1/4 cup Sesame Seeds
1/3 cup Pumpkin Seeds
1 cup Gluten-Free Rolled Oats
3 cup Cooked Quinoa
1 tsp Cinnamon
1/3 cup Unsweetened Shredded Coconut
7 tbsp Coconut Oil
1/3 cup Maple Syrup
1/3 cup Sunflower Seed Butter
1/3 cup Coconut Sugar
1 tsp Vanilla Extract
1/2 cup Sunflower Seed Butter
1/4 cup Coconut Oil
1 pinch Cinnamon
Preheat oven to 350 degrees F. Line an 8x11 pan with parchment paper. Set aside. Place Sesame Seeds on baking sheet and toast in oven for about 5 minutes or until toasted lightly.
Place Cooked Quinoa, Gluten-Free Rolled Oats, Sesame Seeds, Pumpkin Seeds, Cinnamon, and Unsweetened Shredded Coconut in a large bowl. Mix all together. Set aside.
Place Coconut Oil, Maple Syrup, Sunflower Seed Butter, Coconut Sugar, and Vanilla Extract in a small saucepan and cook over medium heat until oil and nut butter are melted.

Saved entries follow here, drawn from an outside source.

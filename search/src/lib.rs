//! Cross-provider portal search. Each provider owns one index (orders,
//! customers, catalog, ...); a query fans out to all of them concurrently
//! and joins every result before returning. One provider failing must
//! never cancel its siblings: the failure is logged and that provider is
//! simply excluded from the aggregate.

use async_trait::async_trait;
use futures::future::join_all;
use serde::Deserialize;
use serde::Serialize;
use std::sync::Arc;
use thiserror::Error;
use tracing::debug;
use tracing::warn;

#[derive(Debug, Error)]
pub enum SearchError {
    /// A single provider failed; isolated per provider, excluded from
    /// aggregate results.
    #[error("search provider {provider} failed: {message}")]
    Provider { provider: String, message: String },
}

impl SearchError {
    pub fn provider(provider: impl Into<String>, message: impl Into<String>) -> Self {
        Self::Provider {
            provider: provider.into(),
            message: message.into(),
        }
    }
}

#[derive(Clone, Debug, PartialEq, Serialize, Deserialize)]
pub struct SearchHit {
    pub provider: String,
    pub title: String,
    /// Navigation target for the hit, path+query encoded.
    pub url: String,
    pub score: f32,
}

/// One read-only search index. Implementations must be safe to query
/// concurrently with their siblings.
#[async_trait]
pub trait SearchProvider: Send + Sync {
    fn name(&self) -> &str;

    async fn search(&self, query: &str) -> Result<Vec<SearchHit>, SearchError>;
}

/// Fans independent queries out to every provider concurrently and joins
/// all results. Providers report in declaration order; hits keep each
/// provider's own ordering.
pub async fn fan_out(providers: &[Arc<dyn SearchProvider>], query: &str) -> Vec<SearchHit> {
    let searches = providers.iter().map(|provider| provider.search(query));
    let mut hits = Vec::new();
    for (provider, outcome) in providers.iter().zip(join_all(searches).await) {
        match outcome {
            Ok(found) => {
                debug!(provider = provider.name(), hits = found.len(), "provider answered");
                hits.extend(found);
            }
            Err(err) => warn!("excluding provider from results: {err}"),
        }
    }
    hits
}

Turn heat to a quick boil for 1 minute. Reduce and simmer for 5 minutes until mix is thickened, stirring often.
Pour this nut/seed sugar mixture into dry ingredients. Mix all together and then press firmly into pan; Place in refrigerator to set, covered.
While bars are setting. Make your sunflower seed butter or almond butter shell. You don't have to use all of the shell coating if you prefer to make these bars less dense.
In a small sauce pan, mix together the Sunflower Seed Butter or nut butter, Coconut Oil, and Cinnamon on medium heat until melted.
Pour this mix over your pan of bars and place back in refrigerator or freezer until set. Once set, slice bars and wrap each one in foil or wax paper to hold. Store in fridge or freezer.